Nadie niega, que las Fuerzas Armadas obedecen al gobierno  de turno, ya que éste representa, en ese momento, al Estado y en cierta forma a la Nación, pero eso no indica que la Institución Armada debe estar al servicio de una ideología política particular. De aceptarse esta tesis es necesario, de manera obligatoria, cambiar el sistema político venezolano. De un régimen pluralista, que acepta multiplicidad de partidos con distintas ideologías, se  requiere imponer un régimen totalitario de partido único con un solo pensamiento.
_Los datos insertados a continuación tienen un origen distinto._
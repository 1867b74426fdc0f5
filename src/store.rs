//! The place store: single source of truth for saved places.
//!
//! All operations are whole-collection read-modify-write over two
//! persisted documents: the primary ordered collection and a
//! denormalized favorites snapshot. The store is synchronous and
//! single-writer; callers funnel every mutation through one owner.

use log::{debug, info};

use crate::{
    Coordinate, EventBus, PinError, Place, PlaceEvent, PlaceFilter, PrefStore, Result,
};

/// Primary collection key. Insertion order is save order.
pub const SAVED_PLACES_KEY: &str = "savedMarkerLocations";

/// Denormalized favorites snapshot key. A cache of the primary
/// collection, never authoritative on its own.
pub const FAVORITES_KEY: &str = "FavoriteLocations";

/// Manages the storage, retrieval, and filtering of saved places.
pub struct PlaceStore {
    /// Persistence backend
    prefs: PrefStore,

    /// Change broadcast, notified after every mutation
    events: EventBus,
}

impl PlaceStore {
    /// Creates a new place store over the given preference storage.
    pub fn new(prefs: PrefStore, events: EventBus) -> Self {
        info!("Opened place store at {}", prefs.root().display());
        Self { prefs, events }
    }

    /// Loads the whole collection in persisted (insertion) order.
    ///
    /// A missing or malformed document yields an empty collection, never
    /// an error. Favorite flags recorded in the snapshot are merged in,
    /// so a place listed there always loads as a favorite.
    pub fn load_all(&self) -> Vec<Place> {
        let mut places: Vec<Place> = self.prefs.read(SAVED_PLACES_KEY).unwrap_or_default();
        self.merge_favorite_flags(&mut places);
        debug!("Loaded {} places", places.len());
        places
    }

    /// Marks places as favorite when their coordinate appears in the
    /// favorites snapshot. Merge only ever sets the flag; clearing is the
    /// job of [`set_favorite`](Self::set_favorite).
    fn merge_favorite_flags(&self, places: &mut [Place]) {
        let snapshot: Vec<Place> = self.prefs.read(FAVORITES_KEY).unwrap_or_default();
        if snapshot.is_empty() {
            return;
        }
        for place in places.iter_mut() {
            if !place.is_favorite {
                let coord = place.coordinate();
                if snapshot.iter().any(|favorite| coord.matches(favorite)) {
                    place.is_favorite = true;
                }
            }
        }
    }

    /// Appends places to the end of the collection and writes the whole
    /// collection back. No duplicate check is performed.
    pub fn append(&self, new_places: Vec<Place>) -> Result<()> {
        if new_places.is_empty() {
            return Ok(());
        }
        info!("Appending {} place(s)", new_places.len());

        let mut places = self.load_all();
        places.extend(new_places);
        self.write_all(&places)
    }

    /// Replaces the place at the given coordinate, or appends it when no
    /// place exists there. Lookup is a linear scan over the collection,
    /// which is fine at the scale of user-authored pins.
    pub fn upsert_by_coordinate(&self, place: Place) -> Result<()> {
        let coord = place.coordinate();
        let mut places = self.load_all();

        match places.iter_mut().find(|existing| coord.matches(existing)) {
            Some(existing) => {
                debug!("Replacing place at {}", coord);
                *existing = place;
            }
            None => {
                debug!("No place at {}, appending", coord);
                places.push(place);
            }
        }

        self.write_all(&places)?;
        info!("Upserted place at {}", coord);
        Ok(())
    }

    /// Removes every place at the given coordinate.
    ///
    /// # Returns
    ///
    /// The number of places removed. Deleting at a coordinate with no
    /// places is a no-op returning 0.
    pub fn delete(&self, coord: Coordinate) -> Result<usize> {
        let mut places = self.load_all();
        let before = places.len();
        places.retain(|place| !coord.matches(place));
        let removed = before - places.len();

        if removed == 0 {
            debug!("No place at {} to delete", coord);
            return Ok(0);
        }

        self.write_all(&places)?;
        info!("Deleted {} place(s) at {}", removed, coord);
        Ok(removed)
    }

    /// Sets or clears the favorite flag on the place at the given
    /// coordinate and rewrites both documents.
    pub fn set_favorite(&self, coord: Coordinate, value: bool) -> Result<()> {
        let mut places = self.load_all();

        let place = places
            .iter_mut()
            .find(|place| coord.matches(place))
            .ok_or(PinError::PlaceNotFound {
                latitude: coord.latitude,
                longitude: coord.longitude,
            })?;
        place.is_favorite = value;

        self.write_all(&places)?;
        info!(
            "Place at {} is {} a favorite",
            coord,
            if value { "now" } else { "no longer" }
        );
        Ok(())
    }

    /// Returns the subset of the collection matching every supplied
    /// predicate, in persisted order.
    pub fn filter(&self, filter: &PlaceFilter) -> Vec<Place> {
        let matches: Vec<Place> = self
            .load_all()
            .into_iter()
            .filter(|place| filter.matches(place))
            .collect();
        debug!("Filter matched {} places", matches.len());
        matches
    }

    /// Reads the denormalized favorites snapshot directly.
    pub fn favorites_snapshot(&self) -> Vec<Place> {
        self.prefs.read(FAVORITES_KEY).unwrap_or_default()
    }

    /// Whole-collection write-back. The favorites snapshot is recomputed
    /// from the primary collection on every write so the two documents
    /// cannot drift, then a change event is broadcast.
    fn write_all(&self, places: &[Place]) -> Result<()> {
        self.prefs.write(SAVED_PLACES_KEY, &places)?;

        let favorites: Vec<&Place> = places.iter().filter(|place| place.is_favorite).collect();
        self.prefs.write(FAVORITES_KEY, &favorites)?;

        self.events.publish(PlaceEvent::PlacesChanged);
        Ok(())
    }
}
Así ocurría en la Unión Soviética y ocurre todavía en la Cuba fidelista y en Corea del Norte. No es verdad que las constituciones siempre representan  los deseos de quien está en el gobierno. Muchas de ellas surgen de importantes negociaciones entre partidos políticos con distintas maneras de pensar. Así ocurrió por ejemplo con la Constitución de 1961. Allí estuvieron representados desde  los sectores más conservadores de la sociedad venezolana hasta partidos de extrema izquierda. Tampoco es cierto que el 70% de los venezolanos respalden una reforma constitucional que en realidad busca establecer un régimen personalista, con un presidente vitalicio. En ninguna de las elecciones, el presidente Chávez  ha logrado obtener porcentajes mayores al 55% de los votos.
 
Afirmar, como lo hace Alberto Müller, que las Fuerzas Armadas, durante la democracia representativa, estuvieron  totalmente politizadas, es una gran mentira. No es lo mismo,  que un oficial piense de una manera determinada, coincidiendo con el partido que está en el gobierno, a que las Fuerzas Armadas, como institución, sean parte  de ese partido. En las Fuerzas Armadas, durante esos cuarenta años, existían oficiales que sentían simpatía por Acción Democrática, por COPEI, por el MAS, o por los grupos de izquierda radical, pero la gran mayoría era indiferente a las distintas ideologías de los partidos de ese tiempo. Esa es la verdad. Lo demás son falacias y más falacias.  Lo más curioso de la declaración de Alberto Müller es el cuestionamiento que hace a los beneficios obtenidos por un supuesto 30% de la población que estuvo usufructuando el poder durante esos años. En realidad, Alberto Müller fue un privilegiado de ese sistema político. Ascendió a general de brigada entre los dos primeros oficiales de su promoción que fueron promovidos a ese grado; fue ascendido a general de división, fue contralor general de las Fuerzas Armadas y gobernador del Territorio Amazonas. No es propiamente una hoja de servicio contestataria al anterior régimen político. Cosas veredes Sancho.